**PROBLEM DESCRIPTION**: Please work out how many lines below contain the word "default", and reply with only that number.

[Start of Attachment]

use async_trait::async_trait;
use prassign_models::{PullRequest, PullRequestStatus};
use shaku::{Component, Interface};
use time::OffsetDateTime;
use tracing::info;

use crate::{CoreContext, Result};

#[cfg_attr(any(test, feature = "testkit"), mockall::automock)]
#[async_trait]
pub trait MergePullRequestInterface: Interface {
    async fn run<'a>(&self, ctx: &CoreContext<'a>, pull_request_id: &str) -> Result<PullRequest>;
}

/// Mark a pull request as merged. Merging a merged pull request is a no-op.
#[derive(Component)]
#[shaku(interface = MergePullRequestInterface)]
pub(crate) struct MergePullRequest;

#[async_trait]
impl MergePullRequestInterface for MergePullRequest {
    #[tracing::instrument(skip(self, ctx), ret)]
    async fn run<'a>(&self, ctx: &CoreContext<'a>, pull_request_id: &str) -> Result<PullRequest> {
        let mut pull_request = ctx
            .db_service
            .pull_requests_get_expect(pull_request_id)
            .await?;

        if pull_request.is_merged() {
            return Ok(pull_request);
        }

        pull_request.status = PullRequestStatus::Merged;
        pull_request.merged_at = Some(OffsetDateTime::now_utc());
        let pull_request = ctx.db_service.pull_requests_update(pull_request).await?;

        info!(
            pull_request_id = %pull_request.pull_request_id,
            message = "Pull request merged"
        );

        Ok(pull_request)
    }
}
use async_trait::async_trait;
use clap::Parser;
use prassign_core::use_cases::statistics::GetStatisticsInterface;
use shaku::HasComponent;

use super::{Command, CommandContext};
use crate::Result;

/// Show assignment statistics
#[derive(Parser)]
pub(crate) struct StatisticsCommand;

#[async_trait]
impl Command for StatisticsCommand {
    async fn execute(self, ctx: CommandContext) -> Result<()> {
        let get_statistics: &dyn GetStatisticsInterface = ctx.core_module.resolve_ref();
        let statistics = get_statistics.run(&ctx.as_core_context()).await?;

        let mut writer = ctx.writer.write().await;
        let counts = &statistics.pull_requests;
        writeln!(
            writer,
            "Pull requests: {} total, {} open, {} merged.",
            counts.total, counts.open, counts.merged
        )?;

        if statistics.assignments_by_user.is_empty() {
            writeln!(writer, "No review assignment.")?;
        } else {
            writeln!(writer, "Review assignments:")?;
            for (username, count) in &statistics.assignments_by_user {
                writeln!(writer, "- {}: {}", username, count)?;
            }
        }

        Ok(())
    }
}

#[cfg(test)]
mod tests {
    use std::error::Error;

    use pretty_assertions::assert_eq;
    use prassign_database_interface::DbService;
    use prassign_models::PullRequest;

    use crate::testutils::{seed_team, test_command, CommandContextTest};

    #[tokio::test]
    async fn run_empty() -> Result<(), Box<dyn Error>> {
        let ctx = CommandContextTest::new();

        assert_eq!(
            test_command(ctx, &["statistics"]).await,
            "Pull requests: 0 total, 0 open, 0 merged.\nNo review assignment.\n"
        );

        Ok(())
    }

    #[tokio::test]
    async fn run() -> Result<(), Box<dyn Error>> {
        let ctx = CommandContextTest::new();
        seed_team(&ctx, "backend", &[("a", true), ("b", true), ("c", true)]).await;
        ctx.db_service
            .pull_requests_create(PullRequest {
                pull_request_id: "pr-1".into(),
                pull_request_name: "One".into(),
                author_id: "a".into(),
                assigned_reviewers: vec!["b".into(), "c".into()],
                ..Default::default()
            })
            .await?;
        ctx.db_service
            .pull_requests_create(PullRequest {
                pull_request_id: "pr-2".into(),
                pull_request_name: "Two".into(),
                author_id: "c".into(),
                assigned_reviewers: vec!["b".into()],
                ..Default::default()
            })
            .await?;

        assert_eq!(
            test_command(ctx, &["statistics"]).await,
            "Pull requests: 2 total, 2 open, 0 merged.\nReview assignments:\n- A: 0\n- B: 2\n- C: 1\n"
        );

        Ok(())
    }
}
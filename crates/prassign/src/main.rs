//! Entrypoint.

fn main() {
    if let Err(err) = prassign::initialize_command_line() {
        eprintln!("ERROR: {:?}", err);
        std::process::exit(1);
    }
}
fn main() -> shadow_rs::SdResult<()> {
    shadow_rs::new()
}
//! CLI module.

use anyhow::Result;
use args::{Args, CommandExecutor};
use clap::Parser;
use prassign_config::Config;
use prassign_logging::configure_logging;
use shadow_rs::shadow;
use tracing::info;

pub(crate) mod args;
mod commands;
mod config_validator;
#[cfg(test)]
mod testutils;

shadow!(build);

/// Get version data.
pub fn get_version_data() -> String {
    format!(
        "{} {} (commit {} - {})",
        build::PROJECT_NAME,
        build::PKG_VERSION,
        build::COMMIT_HASH,
        build::COMMIT_DATE_3339
    )
}

/// Initialize command line.
pub fn initialize_command_line() -> Result<()> {
    dotenv::dotenv().ok();

    let config = Config::from_env(env!("CARGO_PKG_VERSION").to_string());
    configure_logging(&config)?;
    config_validator::validate_configuration(&config)?;

    info!("{}", get_version_data());

    let args = Args::parse();
    CommandExecutor::parse_args(config, args)
}
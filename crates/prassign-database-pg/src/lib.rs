mod fields;
mod postgres;
mod row;
mod utils;

use std::{ops::Deref, time::Duration};

use prassign_config::Config;
use prassign_database_interface::{DatabaseError, Result};
use sqlx::{migrate::Migrate, postgres::PgPoolOptions, Acquire};

pub type DbPool = sqlx::postgres::PgPool;
pub use postgres::PostgresDb;
use tracing::info;
pub use utils::{
    create_db_pool_connection, create_db_url, get_base_url, setup_test_db, teardown_test_db,
};

pub async fn run_migrations<'a, A>(migrator: A) -> Result<()>
where
    A: Acquire<'a>,
    <A::Connection as Deref>::Target: Migrate,
{
    info!("Running database migrations...");

    sqlx::migrate!("./migrations")
        .run(migrator)
        .await
        .map_err(|e| DatabaseError::ImplementationError { source: e.into() })?;

    Ok(())
}

pub async fn establish_pool_connection(config: &Config) -> Result<DbPool> {
    info!("Establishing connection to database pool...");

    PgPoolOptions::new()
        .acquire_timeout(Duration::from_secs(
            config.database.pg.connection_timeout.into(),
        ))
        .max_connections(config.database.pg.pool_size)
        .connect(&config.database.pg.url)
        .await
        .map_err(|e| DatabaseError::ImplementationError { source: e.into() })
}
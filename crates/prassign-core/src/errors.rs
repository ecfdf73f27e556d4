//! Logic errors.

use prassign_database_interface::DatabaseError;
use thiserror::Error;

/// Logic error.
#[allow(missing_docs)]
#[derive(Debug, Error)]
pub enum DomainError {
    #[error("team already exists: {team_name}")]
    TeamExists { team_name: String },

    #[error("team not found: {team_name}")]
    TeamNotFound { team_name: String },

    #[error("user not found: {user_id}")]
    UserNotFound { user_id: String },

    #[error("pull request already exists: {pull_request_id}")]
    PullRequestExists { pull_request_id: String },

    #[error("pull request not found: {pull_request_id}")]
    PullRequestNotFound { pull_request_id: String },

    #[error("cannot modify merged pull request: {pull_request_id}")]
    PullRequestMerged { pull_request_id: String },

    #[error("user {user_id} is not assigned to pull request {pull_request_id}")]
    NotAssigned {
        pull_request_id: String,
        user_id: String,
    },

    #[error("no active replacement candidate available for pull request {pull_request_id}")]
    NoCandidate { pull_request_id: String },

    #[error("invalid input data: {message}")]
    InvalidInput { message: String },

    #[error("operation deadline of {timeout_ms}ms exceeded")]
    DeadlineExceeded { timeout_ms: u64 },

    /// Wraps [`prassign_database_interface::DatabaseError`].
    #[error("Database error: {source}")]
    DatabaseError { source: DatabaseError },
}

impl DomainError {
    pub fn invalid_input<T: Into<String>>(message: T) -> Self {
        Self::InvalidInput {
            message: message.into(),
        }
    }
}

impl From<DatabaseError> for DomainError {
    fn from(e: DatabaseError) -> Self {
        match e {
            DatabaseError::UnknownTeam(team_name) => Self::TeamNotFound { team_name },
            DatabaseError::UnknownUser(user_id) => Self::UserNotFound { user_id },
            DatabaseError::UnknownPullRequest(pull_request_id) => {
                Self::PullRequestNotFound { pull_request_id }
            }
            e => Self::DatabaseError { source: e },
        }
    }
}

/// Result alias for `DomainError`.
pub type Result<T> = core::result::Result<T, DomainError>;
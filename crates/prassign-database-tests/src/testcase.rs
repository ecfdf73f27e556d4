use futures::Future;
use prassign_config::Config;
use prassign_database_interface::DbService;
use prassign_database_memory::MemoryDb;
use prassign_database_pg::{
    create_db_pool_connection, create_db_url, get_base_url, setup_test_db, teardown_test_db,
    PostgresDb,
};
use tracing::info;

type TestResult = Result<(), Box<dyn std::error::Error + Send + Sync + 'static>>;

/// Run `block` against the memory store, then against a fresh Postgres
/// database when `PRASSIGN_DATABASE_PG_URL` is set.
pub async fn db_test_case<F, Fut>(test_name: &str, block: F)
where
    F: Fn(Box<dyn DbService>) -> Fut,
    Fut: Future<Output = TestResult>,
{
    {
        // In memory
        let mem_db = Box::new(MemoryDb::new());
        info!("running memory test {test_name} ...");
        block(mem_db).await.unwrap();
    }

    if Config::from_env_no_version().database.pg.url.is_empty() {
        info!("skipping postgres test {test_name}: no database URL");
        return;
    }

    db_test_case_pg(test_name, block).await;
}

pub async fn db_test_case_pg<F, Fut>(test_name: &str, block: F)
where
    F: Fn(Box<dyn DbService>) -> Fut,
    Fut: Future<Output = TestResult>,
{
    let mut config = Config::from_env_no_version();
    let full_name = format!("test-prassign-{test_name}");
    let base_url = get_base_url(&config.database.pg.url);
    let new_url = create_db_url(&base_url, &full_name);
    config.database.pg.url.clone_from(&new_url);
    config.database.pg.pool_size = 2;
    config.database.pg.connection_timeout = 5;

    setup_test_db(&base_url, &full_name).await;

    let pool = create_db_pool_connection(&config, &base_url, &full_name).await;
    let pg_db = Box::new(PostgresDb::new(pool));
    info!("running postgres test {full_name} ...");
    block(pg_db).await.unwrap();

    teardown_test_db(&base_url, &full_name).await;
}
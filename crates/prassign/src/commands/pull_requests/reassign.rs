use async_trait::async_trait;
use clap::Parser;
use prassign_core::use_cases::pulls::ReassignReviewerInterface;
use shaku::HasComponent;

use crate::{
    commands::{format_reviewers, Command, CommandContext},
    Result,
};

/// Replace a reviewer on a pull request
#[derive(Parser)]
pub(crate) struct PullRequestReassignCommand {
    /// Pull request ID
    pull_request_id: String,
    /// Reviewer to replace
    old_user_id: String,
}

#[async_trait]
impl Command for PullRequestReassignCommand {
    async fn execute(self, ctx: CommandContext) -> Result<()> {
        let reassign_reviewer: &dyn ReassignReviewerInterface = ctx.core_module.resolve_ref();
        let reassignment = reassign_reviewer
            .run(
                &ctx.as_core_context(),
                &self.pull_request_id,
                &self.old_user_id,
            )
            .await?;

        writeln!(
            ctx.writer.write().await,
            "Reviewer '{}' replaced by '{}' on pull request '{}' (reviewers: {}).",
            self.old_user_id,
            reassignment.replaced_by,
            reassignment.pull_request.pull_request_id,
            format_reviewers(&reassignment.pull_request.assigned_reviewers)
        )?;

        Ok(())
    }
}
use actix_web_prom::{PrometheusMetrics, PrometheusMetricsBuilder};
use lazy_static::lazy_static;
use prometheus::IntCounter;

use crate::{Result, ServerError};

lazy_static! {
    pub static ref PULL_REQUESTS_CREATED: IntCounter =
        IntCounter::new("pull_requests_created", "Pull requests created")
            .expect("valid metric definition");
    pub static ref PULL_REQUESTS_MERGED: IntCounter =
        IntCounter::new("pull_requests_merged", "Merge requests handled")
            .expect("valid metric definition");
    pub static ref REVIEWERS_REASSIGNED: IntCounter =
        IntCounter::new("reviewers_reassigned", "Reviewers reassigned")
            .expect("valid metric definition");
    pub static ref TEAMS_DEACTIVATED: IntCounter =
        IntCounter::new("teams_deactivated", "Team deactivations")
            .expect("valid metric definition");
}

fn metrics_error<E: std::fmt::Display>(e: E) -> ServerError {
    ServerError::MetricsError {
        message: e.to_string(),
    }
}

pub(crate) fn build_metrics_handler() -> Result<PrometheusMetrics> {
    let prometheus = PrometheusMetricsBuilder::new("api")
        .endpoint("/metrics")
        .build()
        .map_err(metrics_error)?;

    setup_process_metrics(&prometheus)?;

    for counter in [
        &*PULL_REQUESTS_CREATED,
        &*PULL_REQUESTS_MERGED,
        &*REVIEWERS_REASSIGNED,
        &*TEAMS_DEACTIVATED,
    ] {
        prometheus
            .registry
            .register(Box::new(counter.clone()))
            .map_err(metrics_error)?;
    }

    Ok(prometheus)
}

#[cfg(unix)]
fn setup_process_metrics(metrics: &PrometheusMetrics) -> Result<()> {
    use prometheus::process_collector::ProcessCollector;

    metrics
        .registry
        .register(Box::new(ProcessCollector::for_self()))
        .map_err(metrics_error)
}

#[cfg(not(unix))]
fn setup_process_metrics(_metrics: &PrometheusMetrics) -> Result<()> {
    tracing::warn!("Process metrics are only supported on Unix.");
    Ok(())
}
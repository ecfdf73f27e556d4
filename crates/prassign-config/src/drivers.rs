use std::{fmt, str::FromStr};

use thiserror::Error;

#[derive(Debug, Error, PartialEq, Eq)]
pub enum DriverError {
    #[error("Invalid driver kind: {kind}")]
    InvalidDriverKind { kind: String },
}

#[derive(Debug, Clone, Copy, PartialEq, Eq)]
pub enum DatabaseDriver {
    Memory,
    Postgres,
}

impl DatabaseDriver {
    pub fn to_str(&self) -> &'static str {
        match self {
            Self::Memory => "memory",
            Self::Postgres => "pg",
        }
    }
}

impl fmt::Display for DatabaseDriver {
    fn fmt(&self, f: &mut fmt::Formatter<'_>) -> fmt::Result {
        f.write_str(self.to_str())
    }
}

impl FromStr for DatabaseDriver {
    type Err = DriverError;

    fn from_str(s: &str) -> Result<Self, Self::Err> {
        match &s.to_lowercase()[..] {
            "memory" => Ok(Self::Memory),
            "pg" | "postgres" => Ok(Self::Postgres),
            _ => Err(DriverError::InvalidDriverKind { kind: s.into() }),
        }
    }
}
use maplit::btreemap;
use pretty_assertions::assert_eq;
use prassign_models::{PullRequest, PullRequestCounts, PullRequestStatus};

use crate::{
    fixtures::{create_team, pull_request},
    testcase::db_test_case,
};

#[tokio::test]
async fn empty() {
    db_test_case("statistics_empty", |db| async move {
        assert_eq!(db.statistics_assignment_counts().await?, btreemap! {});
        assert_eq!(
            db.statistics_pull_request_counts().await?,
            PullRequestCounts::default()
        );

        Ok(())
    })
    .await;
}

#[tokio::test]
async fn counts() {
    db_test_case("statistics_counts", |db| async move {
        create_team(&*db, "backend", &[("a", true), ("b", true), ("c", true)]).await?;
        db.pull_requests_create(pull_request("pr-1", "a", &["b", "c"], 0))
            .await?;
        let merged = db
            .pull_requests_create(pull_request("pr-2", "a", &["b"], 1))
            .await?;
        db.pull_requests_update(PullRequest {
            status: PullRequestStatus::Merged,
            merged_at: merged.created_at,
            ..merged
        })
        .await?;

        assert_eq!(
            db.statistics_assignment_counts().await?,
            btreemap! {
                "user-a".to_string() => 0,
                "user-b".to_string() => 2,
                "user-c".to_string() => 1,
            }
        );
        assert_eq!(
            db.statistics_pull_request_counts().await?,
            PullRequestCounts {
                total: 2,
                open: 1,
                merged: 1,
            }
        );

        Ok(())
    })
    .await;
}
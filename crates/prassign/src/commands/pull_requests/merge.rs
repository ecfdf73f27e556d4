use async_trait::async_trait;
use clap::Parser;
use prassign_core::use_cases::pulls::MergePullRequestInterface;
use shaku::HasComponent;

use crate::{
    commands::{Command, CommandContext},
    Result,
};

/// Mark a pull request as merged
#[derive(Parser)]
pub(crate) struct PullRequestMergeCommand {
    /// Pull request ID
    pull_request_id: String,
}

#[async_trait]
impl Command for PullRequestMergeCommand {
    async fn execute(self, ctx: CommandContext) -> Result<()> {
        let merge_pull_request: &dyn MergePullRequestInterface = ctx.core_module.resolve_ref();
        let pr = merge_pull_request
            .run(&ctx.as_core_context(), &self.pull_request_id)
            .await?;

        writeln!(
            ctx.writer.write().await,
            "Pull request '{}' is {}.",
            pr.pull_request_id,
            pr.status
        )?;

        Ok(())
    }
}
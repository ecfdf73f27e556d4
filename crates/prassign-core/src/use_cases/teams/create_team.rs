use std::collections::HashSet;

use async_trait::async_trait;
use prassign_models::Team;
use shaku::{Component, Interface};
use tracing::info;

use crate::{CoreContext, DomainError, Result};

#[cfg_attr(any(test, feature = "testkit"), mockall::automock)]
#[async_trait]
pub trait CreateTeamInterface: Interface {
    async fn run<'a>(&self, ctx: &CoreContext<'a>, team: Team) -> Result<Team>;
}

#[derive(Component)]
#[shaku(interface = CreateTeamInterface)]
pub(crate) struct CreateTeam;

impl CreateTeam {
    fn validate(team: &Team) -> Result<()> {
        if team.team_name.trim().is_empty() {
            return Err(DomainError::invalid_input("team_name is required"));
        }

        if team.members.is_empty() {
            return Err(DomainError::invalid_input("members must not be empty"));
        }

        let mut seen = HashSet::new();
        for member in &team.members {
            if member.user_id.trim().is_empty() {
                return Err(DomainError::invalid_input("member user_id is required"));
            }

            if !seen.insert(member.user_id.as_str()) {
                return Err(DomainError::invalid_input(format!(
                    "duplicate member {}",
                    member.user_id
                )));
            }
        }

        Ok(())
    }
}

#[async_trait]
impl CreateTeamInterface for CreateTeam {
    #[tracing::instrument(skip(self, ctx), fields(team_name = %team.team_name), ret)]
    async fn run<'a>(&self, ctx: &CoreContext<'a>, team: Team) -> Result<Team> {
        Self::validate(&team)?;

        if ctx.db_service.teams_exists(&team.team_name).await? {
            return Err(DomainError::TeamExists {
                team_name: team.team_name,
            });
        }

        let team = ctx.db_service.teams_create(team).await?;
        info!(
            team_name = %team.team_name,
            members_count = team.members.len(),
            message = "Team created"
        );

        Ok(team)
    }
}
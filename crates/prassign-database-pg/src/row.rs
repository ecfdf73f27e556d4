use prassign_models::{PullRequest, User};
use sqlx::{postgres::PgRow, FromRow, Row};
use time::OffsetDateTime;

use crate::fields::PullRequestStatusDecode;

pub(crate) struct UserRow(User);
/// Pull request without its reviewers.
pub(crate) struct PullRequestRow(PullRequest);

impl From<UserRow> for User {
    fn from(r: UserRow) -> Self {
        r.0
    }
}

impl From<PullRequestRow> for PullRequest {
    fn from(r: PullRequestRow) -> Self {
        r.0
    }
}

impl<'r> FromRow<'r, PgRow> for UserRow {
    fn from_row(row: &'r PgRow) -> core::result::Result<Self, sqlx::Error> {
        Ok(Self(User {
            user_id: row.try_get("user_id")?,
            username: row.try_get("username")?,
            team_name: row.try_get("team_name")?,
            is_active: row.try_get("is_active")?,
        }))
    }
}

impl<'r> FromRow<'r, PgRow> for PullRequestRow {
    fn from_row(row: &'r PgRow) -> core::result::Result<Self, sqlx::Error> {
        Ok(Self(PullRequest {
            pull_request_id: row.try_get("pull_request_id")?,
            pull_request_name: row.try_get("pull_request_name")?,
            author_id: row.try_get("author_id")?,
            status: *row.try_get::<PullRequestStatusDecode, _>("status")?,
            assigned_reviewers: Vec::new(),
            created_at: Some(row.try_get::<OffsetDateTime, _>("created_at")?),
            merged_at: row.try_get("merged_at")?,
        }))
    }
}
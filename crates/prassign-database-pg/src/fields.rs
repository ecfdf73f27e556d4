use std::ops::Deref;

use prassign_models::PullRequestStatus;
use sqlx::{
    postgres::{PgTypeInfo, PgValueRef},
    Decode, Postgres, Type,
};

pub struct PullRequestStatusDecode(PullRequestStatus);
impl<'r> Decode<'r, Postgres> for PullRequestStatusDecode {
    fn decode(value: PgValueRef) -> core::result::Result<Self, sqlx::error::BoxDynError> {
        let str_value = <&str as Decode<Postgres>>::decode(value)?;
        PullRequestStatus::try_from(str_value)
            .map(Self)
            .map_err(Into::into)
    }
}

impl Type<Postgres> for PullRequestStatusDecode {
    fn type_info() -> PgTypeInfo {
        PgTypeInfo::with_name("varchar")
    }
}

impl Deref for PullRequestStatusDecode {
    type Target = PullRequestStatus;

    fn deref(&self) -> &Self::Target {
        &self.0
    }
}
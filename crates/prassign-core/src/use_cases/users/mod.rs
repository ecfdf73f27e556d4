pub(crate) mod deactivate_team_members;
pub(crate) mod list_user_reviews;
pub(crate) mod set_user_is_active;

pub use deactivate_team_members::DeactivateTeamMembersInterface;
pub use list_user_reviews::ListUserReviewsInterface;
pub use set_user_is_active::SetUserIsActiveInterface;

#[cfg(any(test, feature = "testkit"))]
pub use self::{
    deactivate_team_members::MockDeactivateTeamMembersInterface,
    list_user_reviews::MockListUserReviewsInterface,
    set_user_is_active::MockSetUserIsActiveInterface,
};
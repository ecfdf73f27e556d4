use pretty_assertions::assert_eq;
use prassign_database_interface::DatabaseError;
use prassign_models::{PullRequest, PullRequestStatus};
use time::{Duration, OffsetDateTime};

use crate::{
    fixtures::{create_team, pull_request},
    testcase::db_test_case,
};

fn ids(values: &[PullRequest]) -> Vec<&str> {
    values.iter().map(|p| p.pull_request_id.as_str()).collect()
}

#[tokio::test]
async fn create() {
    db_test_case("pull_request_create", |db| async move {
        create_team(&*db, "backend", &[("a", true), ("b", true), ("c", true)]).await?;

        let expected = pull_request("pr-1", "a", &["c", "b"], 0);
        let pr = db.pull_requests_create(expected.clone()).await?;
        assert_eq!(pr, expected);
        assert_eq!(db.pull_requests_get_expect("pr-1").await?, expected);
        assert!(db.pull_requests_exists("pr-1").await?);

        assert!(db
            .pull_requests_create(pull_request("pr-1", "a", &[], 1))
            .await
            .is_err());

        Ok(())
    })
    .await;
}

#[tokio::test]
async fn get_unknown() {
    db_test_case("pull_request_get_unknown", |db| async move {
        assert_eq!(db.pull_requests_get("pr-1").await?, None);
        assert!(!db.pull_requests_exists("pr-1").await?);
        assert!(matches!(
            db.pull_requests_get_expect("pr-1").await,
            Err(DatabaseError::UnknownPullRequest(_))
        ));

        Ok(())
    })
    .await;
}

#[tokio::test]
async fn update() {
    db_test_case("pull_request_update", |db| async move {
        assert!(matches!(
            db.pull_requests_update(pull_request("pr-1", "a", &[], 0))
                .await,
            Err(DatabaseError::UnknownPullRequest(_))
        ));

        create_team(&*db, "backend", &[("a", true), ("b", true)]).await?;
        let created = db
            .pull_requests_create(pull_request("pr-1", "a", &["b"], 0))
            .await?;

        let merged_at = OffsetDateTime::UNIX_EPOCH + Duration::days(20_001);
        let updated = db
            .pull_requests_update(PullRequest {
                status: PullRequestStatus::Merged,
                merged_at: Some(merged_at),
                assigned_reviewers: vec![],
                ..created.clone()
            })
            .await?;

        assert_eq!(updated.status, PullRequestStatus::Merged);
        assert_eq!(updated.merged_at, Some(merged_at));
        assert_eq!(updated.created_at, created.created_at);
        assert_eq!(updated.assigned_reviewers, vec!["b".to_string()]);

        Ok(())
    })
    .await;
}

#[tokio::test]
async fn list_by_reviewer() {
    db_test_case("pull_request_list_by_reviewer", |db| async move {
        create_team(&*db, "backend", &[("a", true), ("b", true), ("c", true)]).await?;
        db.pull_requests_create(pull_request("pr-1", "a", &["b"], 0))
            .await?;
        db.pull_requests_create(pull_request("pr-2", "a", &["c"], 1))
            .await?;
        db.pull_requests_create(pull_request("pr-3", "c", &["b", "a"], 2))
            .await?;

        let values = db.pull_requests_list_by_reviewer("b").await?;
        assert_eq!(ids(&values), vec!["pr-3", "pr-1"]);
        assert_eq!(values[0].assigned_reviewers, vec!["b".to_string(), "a".into()]);
        assert_eq!(db.pull_requests_list_by_reviewer("z").await?, vec![]);

        Ok(())
    })
    .await;
}

#[tokio::test]
async fn list_open_by_reviewers() {
    db_test_case("pull_request_list_open_by_reviewers", |db| async move {
        create_team(&*db, "backend", &[("a", true), ("b", true), ("c", true)]).await?;
        db.pull_requests_create(pull_request("pr-1", "a", &["b"], 0))
            .await?;
        db.pull_requests_create(pull_request("pr-2", "a", &["c"], 1))
            .await?;
        let merged = db
            .pull_requests_create(pull_request("pr-3", "a", &["b", "c"], 2))
            .await?;
        db.pull_requests_update(PullRequest {
            status: PullRequestStatus::Merged,
            merged_at: merged.created_at,
            ..merged
        })
        .await?;

        let values = db
            .pull_requests_list_open_by_reviewers(&["b".to_string(), "c".into()])
            .await?;
        assert_eq!(ids(&values), vec!["pr-2", "pr-1"]);
        assert_eq!(db.pull_requests_list_open_by_reviewers(&[]).await?, vec![]);

        Ok(())
    })
    .await;
}
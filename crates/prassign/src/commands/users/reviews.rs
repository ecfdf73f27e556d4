use async_trait::async_trait;
use clap::Parser;
use prassign_core::use_cases::users::ListUserReviewsInterface;
use shaku::HasComponent;

use crate::{
    commands::{Command, CommandContext},
    Result,
};

/// List pull requests a user reviews
#[derive(Parser)]
pub(crate) struct UserReviewsCommand {
    /// User ID
    user_id: String,
}

#[async_trait]
impl Command for UserReviewsCommand {
    async fn execute(self, ctx: CommandContext) -> Result<()> {
        let list_user_reviews: &dyn ListUserReviewsInterface = ctx.core_module.resolve_ref();
        let pull_requests = list_user_reviews
            .run(&ctx.as_core_context(), &self.user_id)
            .await?;

        let mut writer = ctx.writer.write().await;
        if pull_requests.is_empty() {
            writeln!(writer, "No review assigned to user '{}'.", self.user_id)?;
        } else {
            writeln!(writer, "Reviews assigned to user '{}':", self.user_id)?;
            for pr in pull_requests {
                writeln!(
                    writer,
                    "- {} '{}' by {} ({})",
                    pr.pull_request_id, pr.pull_request_name, pr.author_id, pr.status
                )?;
            }
        }

        Ok(())
    }
}

#[cfg(test)]
mod tests {
    use std::error::Error;

    use pretty_assertions::assert_eq;
    use prassign_database_interface::DbService;
    use prassign_models::{PullRequest, PullRequestStatus};
    use time::{Duration, OffsetDateTime};

    use crate::testutils::{seed_team, test_command, CommandContextTest};

    #[tokio::test]
    async fn run_empty() -> Result<(), Box<dyn Error>> {
        let ctx = CommandContextTest::new();

        assert_eq!(
            test_command(ctx, &["users", "reviews", "nobody"]).await,
            "No review assigned to user 'nobody'.\n"
        );

        Ok(())
    }

    #[tokio::test]
    async fn run() -> Result<(), Box<dyn Error>> {
        let ctx = CommandContextTest::new();
        seed_team(&ctx, "backend", &[("a", true), ("b", true)]).await;
        for (id, status, age) in [
            ("pr-1", PullRequestStatus::Merged, 0),
            ("pr-2", PullRequestStatus::Open, 1),
        ] {
            ctx.db_service
                .pull_requests_create(PullRequest {
                    pull_request_id: id.into(),
                    pull_request_name: format!("Change {id}"),
                    author_id: "a".into(),
                    status,
                    assigned_reviewers: vec!["b".into()],
                    created_at: Some(OffsetDateTime::UNIX_EPOCH + Duration::hours(age)),
                    ..Default::default()
                })
                .await?;
        }

        assert_eq!(
            test_command(ctx, &["users", "reviews", "b"]).await,
            "Reviews assigned to user 'b':\n- pr-2 'Change pr-2' by a (OPEN)\n- pr-1 'Change pr-1' by a (MERGED)\n"
        );

        Ok(())
    }
}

[End of Attachment]

**SOLUTION TO THIS TASK**: 4